Receiving these instructions reminded me of a time more than a decade ago when I took a back-seat ride in an aerobatic plane as part of a Red Bull Air Race promotion. As a stranger strapped a parachute to my body, the pilot said something like, “This is never going to happen, but if it does and you hear me say, 'Eject!' three times, undo your belts, stand up, jump out, wait five seconds, and pull that ripcord. If you're still in the plane after the third ‘eject,' don't look for me, because I won't be.
Receiving safety protocols is standard procedure whenever you're about to drive a race car for the first time. Taking care to avoid coming out looking like fried jerky, however, is for most people a new experience about as familiar as hearing tips on how to best execute a parachute punch-out at 5,000 feet. Likely sooner than later, though, it will be more common in racing series this side of already-hybridized Formula 1 cars and the all-electric machines campaigned by professional drivers in the Formula E and Extreme E racing categories.
From what Porsche reps told us, you shouldn't quite expect to see a field of Mission R's on racetracks any time soon, if even by decade's end, at least not in this exact form. (More on that in a bit.) The company's first intention with the car was to present a compelling vehicle during September's Munich auto show. You could say, Mission R-complished, if you've desired to see an eye-grabbing example of what electrically propelled GT racing might look like. A team of about 30 people-a mixture from the manufacturer's concepts group, styling department, and motorsports division-turned the concept into a running prototype on a relatively short nine-month timeline.
If you're unfamiliar with GT racing and need a little context here, it's important to know Porsche is the world's most prolific supplier of customer race cars, with 30 different one-make (Porscheonly) series operating around the world, in addition to the customer-run teams that campaign various 911 competition models in every big-time global sports car racing series. In the bigger picture, Stuttgart is working with ExxonMobil on “green” fuel (see Frank Markus' December Technologue” column), and it plans to be carbon neutral by 2030, with 80 percent or more of its production cars by then featuring some type of electric motor. It naturally has at least one eye on where, when, and how it will plot a similarly electrified course within the GT motorsports realm that is so important to its identity. And don't downplay the customer racing business' contribution of more than a few bucks to Porsche's bottom line, making the entire enterprise relevant well beyond brand image and on-track wins.

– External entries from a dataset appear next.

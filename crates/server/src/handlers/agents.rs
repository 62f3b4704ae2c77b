//! Agent artifact endpoints.

use super::common::{DeletedResponse, not_found};
use crate::error::{ApiError, ApiResult};
use crate::extract::ApiPath;
use crate::response::ApiResponse;
use crate::saga::{self, AgentUpload, UploadRequest};
use crate::state::AppState;
use axum::body::Body;
use axum::extract::multipart::MultipartRejection;
use axum::extract::{Multipart, State};
use axum::http::{HeaderValue, header};
use axum::response::{IntoResponse, Response};
use bytes::Bytes;
use scheme_core::ARCHIVE_CONTENT_TYPE;
use scheme_metadata::models::AgentRow;
use serde::Serialize;
use serde_json::Value;
use time::OffsetDateTime;

/// Multipart field carrying the archive bytes.
pub const FILE_FIELD: &str = "file";
/// Multipart field carrying the JSON-encoded [`AgentUpload`].
pub const METADATA_FIELD: &str = "metadata";

/// Agent record as returned by the API.
#[derive(Debug, Serialize)]
pub struct AgentResponse {
    pub id: i64,
    pub name: String,
    pub load: String,
    pub side: String,
    pub description: String,
    pub param_schema: Value,
    pub supported_env_templates: Vec<i64>,
    pub url: String,
    #[serde(with = "time::serde::rfc3339")]
    pub created_at: OffsetDateTime,
    #[serde(with = "time::serde::rfc3339")]
    pub updated_at: OffsetDateTime,
}

impl From<AgentRow> for AgentResponse {
    fn from(row: AgentRow) -> Self {
        Self {
            id: row.id,
            name: row.name,
            load: row.load,
            side: row.side,
            description: row.description,
            param_schema: row.param_schema.0,
            supported_env_templates: row.supported_env_templates.0,
            url: row.url,
            created_at: row.created_at,
            updated_at: row.updated_at,
        }
    }
}

/// Result of a successful upload.
#[derive(Debug, Serialize)]
pub struct UploadAgentResponse {
    pub agent_id: i64,
    pub agent_name: String,
    pub agent_load: String,
    pub agent_url: String,
}

// =============================================================================
// Queries
// =============================================================================

/// GET {prefix}/agent_meta/all - List every agent.
pub async fn list_agents(
    State(state): State<AppState>,
) -> ApiResult<ApiResponse<Vec<AgentResponse>>> {
    let agents = state.metadata.list_agents().await?;
    Ok(ApiResponse::ok(
        agents.into_iter().map(AgentResponse::from).collect(),
    ))
}

/// GET {prefix}/agent_meta/{id} - Get an agent by id.
pub async fn get_agent(
    State(state): State<AppState>,
    ApiPath(id): ApiPath<i64>,
) -> ApiResult<ApiResponse<AgentResponse>> {
    let agent = state
        .metadata
        .get_agent(id)
        .await?
        .ok_or_else(|| not_found("agent", id))?;
    Ok(ApiResponse::ok(agent.into()))
}

/// GET {prefix}/agent_meta/by-name/{name} - Get an agent by display name.
pub async fn get_agent_by_name(
    State(state): State<AppState>,
    ApiPath(name): ApiPath<String>,
) -> ApiResult<ApiResponse<AgentResponse>> {
    let agent = state
        .metadata
        .get_agent_by_name(&name)
        .await?
        .ok_or_else(|| not_found("agent", format!("'{name}'")))?;
    Ok(ApiResponse::ok(agent.into()))
}

/// GET {prefix}/agent_meta/by-load/{load} - Get an agent by load name.
pub async fn get_agent_by_load(
    State(state): State<AppState>,
    ApiPath(load): ApiPath<String>,
) -> ApiResult<ApiResponse<AgentResponse>> {
    let agent = state
        .metadata
        .get_agent_by_load(&load)
        .await?
        .ok_or_else(|| not_found("agent with load", format!("'{load}'")))?;
    Ok(ApiResponse::ok(agent.into()))
}

/// GET {prefix}/agent_meta/{id}/download - Stream the stored archive.
pub async fn download_agent(
    State(state): State<AppState>,
    ApiPath(id): ApiPath<i64>,
) -> ApiResult<Response> {
    let agent = state
        .metadata
        .get_agent(id)
        .await?
        .ok_or_else(|| not_found("agent", id))?;

    let key = state.storage.key_from_location(&agent.url).ok_or_else(|| {
        ApiError::Internal(format!(
            "agent {id} location '{}' is outside bucket '{}'",
            agent.url,
            state.storage.bucket()
        ))
    })?;
    let data = state.storage.get(key).await?;

    let disposition =
        HeaderValue::from_str(&format!("attachment; filename=\"{}.zip\"", agent.load))
            .map_err(|e| ApiError::Internal(format!("invalid content disposition: {e}")))?;

    Ok((
        [
            (header::CONTENT_TYPE, HeaderValue::from_static(ARCHIVE_CONTENT_TYPE)),
            (header::CONTENT_DISPOSITION, disposition),
        ],
        Body::from(data),
    )
        .into_response())
}

// =============================================================================
// Upload / Delete
// =============================================================================

/// POST {prefix}/agent_meta/upload - Upload an archive and register the agent.
///
/// Expects multipart fields `file` (the `.zip`) and `metadata` (JSON).
pub async fn upload_agent(
    State(state): State<AppState>,
    multipart: Result<Multipart, MultipartRejection>,
) -> ApiResult<ApiResponse<UploadAgentResponse>> {
    let multipart =
        multipart.map_err(|e| ApiError::BadRequest(format!("expected multipart body: {e}")))?;
    let request = read_upload(multipart, state.config.server.max_unpacked_bytes).await?;

    let row = saga::upload(
        state.storage.as_ref(),
        state.metadata.as_ref(),
        &state.ids,
        request,
    )
    .await?;

    Ok(ApiResponse::ok(UploadAgentResponse {
        agent_id: row.id,
        agent_name: row.name,
        agent_load: row.load,
        agent_url: row.url,
    }))
}

/// POST {prefix}/agent_meta/create - Same as upload.
pub async fn create_agent(
    state: State<AppState>,
    multipart: Result<Multipart, MultipartRejection>,
) -> ApiResult<ApiResponse<UploadAgentResponse>> {
    upload_agent(state, multipart).await
}

/// DELETE {prefix}/agent_meta/{id} - Delete the agent and its archive.
pub async fn delete_agent(
    State(state): State<AppState>,
    ApiPath(id): ApiPath<i64>,
) -> ApiResult<ApiResponse<DeletedResponse>> {
    saga::delete_artifact(state.storage.as_ref(), state.metadata.as_ref(), id).await?;
    Ok(ApiResponse::with_msg(DeletedResponse { id }, "deleted"))
}

/// Collect the archive and metadata fields from a multipart body.
async fn read_upload(
    mut multipart: Multipart,
    max_unpacked_bytes: u64,
) -> ApiResult<UploadRequest> {
    let mut file: Option<(String, Bytes)> = None;
    let mut metadata: Option<AgentUpload> = None;

    while let Some(field) = multipart
        .next_field()
        .await
        .map_err(|e| ApiError::BadRequest(format!("invalid multipart field: {e}")))?
    {
        let name = field.name().map(|s| s.to_string()).unwrap_or_default();
        match name.as_str() {
            FILE_FIELD => {
                let filename = field.file_name().map(|s| s.to_string()).ok_or_else(|| {
                    ApiError::BadRequest(format!("field '{FILE_FIELD}' has no filename"))
                })?;
                let data = field.bytes().await.map_err(|e| {
                    ApiError::BadRequest(format!("failed to read field '{FILE_FIELD}': {e}"))
                })?;
                file = Some((filename, data));
            }
            METADATA_FIELD => {
                let text = field.text().await.map_err(|e| {
                    ApiError::BadRequest(format!("failed to read field '{METADATA_FIELD}': {e}"))
                })?;
                let parsed = serde_json::from_str(&text)
                    .map_err(|e| ApiError::BadRequest(format!("invalid agent metadata: {e}")))?;
                metadata = Some(parsed);
            }
            other => tracing::debug!(field = other, "Ignoring unknown multipart field"),
        }
    }

    let (filename, data) =
        file.ok_or_else(|| ApiError::BadRequest(format!("missing field '{FILE_FIELD}'")))?;
    let metadata = metadata
        .ok_or_else(|| ApiError::BadRequest(format!("missing field '{METADATA_FIELD}'")))?;

    Ok(UploadRequest {
        filename,
        data,
        metadata,
        max_unpacked_bytes,
    })
}
//! Request helpers driving the router in-process.

use axum::body::Body;
use axum::http::{Request, StatusCode, header};
use serde_json::Value;
use tower::ServiceExt;

#[allow(dead_code)]
const BOUNDARY: &str = "scheme-test-boundary";

/// Send a request and decode the JSON envelope.
#[allow(dead_code)]
pub async fn send(router: &axum::Router, request: Request<Body>) -> (StatusCode, Value) {
    let response = router.clone().oneshot(request).await.unwrap();

    let status = response.status();
    let body_bytes = axum::body::to_bytes(response.into_body(), usize::MAX)
        .await
        .unwrap();

    let json: Value = if body_bytes.is_empty() {
        Value::Null
    } else {
        serde_json::from_slice(&body_bytes).unwrap_or(Value::Null)
    };

    (status, json)
}

/// Helper to make JSON requests.
#[allow(dead_code)]
pub async fn json_request(
    router: &axum::Router,
    method: &str,
    uri: &str,
    body: Option<Value>,
) -> (StatusCode, Value) {
    let mut builder = Request::builder().method(method).uri(uri);

    let body = match body {
        Some(v) => {
            builder = builder.header(header::CONTENT_TYPE, "application/json");
            Body::from(serde_json::to_vec(&v).unwrap())
        }
        None => Body::empty(),
    };

    send(router, builder.body(body).unwrap()).await
}

/// Encode a multipart body with an optional metadata field and file field.
#[allow(dead_code)]
pub fn multipart_body(metadata: Option<&Value>, file: Option<(&str, &[u8])>) -> Vec<u8> {
    let mut body = Vec::new();
    if let Some(metadata) = metadata {
        body.extend_from_slice(
            format!(
                "--{BOUNDARY}\r\nContent-Disposition: form-data; name=\"metadata\"\r\n\r\n{metadata}\r\n"
            )
            .as_bytes(),
        );
    }
    if let Some((filename, data)) = file {
        body.extend_from_slice(
            format!(
                "--{BOUNDARY}\r\nContent-Disposition: form-data; name=\"file\"; filename=\"{filename}\"\r\nContent-Type: application/zip\r\n\r\n"
            )
            .as_bytes(),
        );
        body.extend_from_slice(data);
        body.extend_from_slice(b"\r\n");
    }
    body.extend_from_slice(format!("--{BOUNDARY}--\r\n").as_bytes());
    body
}

/// POST a multipart upload to `uri`.
#[allow(dead_code)]
pub async fn upload_request(
    router: &axum::Router,
    uri: &str,
    metadata: Option<&Value>,
    file: Option<(&str, &[u8])>,
) -> (StatusCode, Value) {
    let request = Request::builder()
        .method("POST")
        .uri(uri)
        .header(
            header::CONTENT_TYPE,
            format!("multipart/form-data; boundary={BOUNDARY}"),
        )
        .body(Body::from(multipart_body(metadata, file)))
        .unwrap();
    send(router, request).await
}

The Mission R is intended to equal the performance of the 992-series 911 GT3 Cup, the car used in the well-known Porsche Supercup and Carrera Cup series. It features 900-volt fast-charging architecture, an 82.0-kWh battery pack, and modularly integrated front and rear motors with single-speed transmissions featuring straight-cut gears (typical in racing) and mechanical differential locks. The front and rear motors thus provide all-wheel drive and are identical; in Qualifying mode, they produce a total output of 1,073 horsepower, whereas Race mode delivers 671 total horsepower. In Race mode, the front motor produces up to 429 horses, the rear 644. The car is theoretically capable of a best 0-60 time а of 2.5 seconds or less and a top speed of 186-plus mph.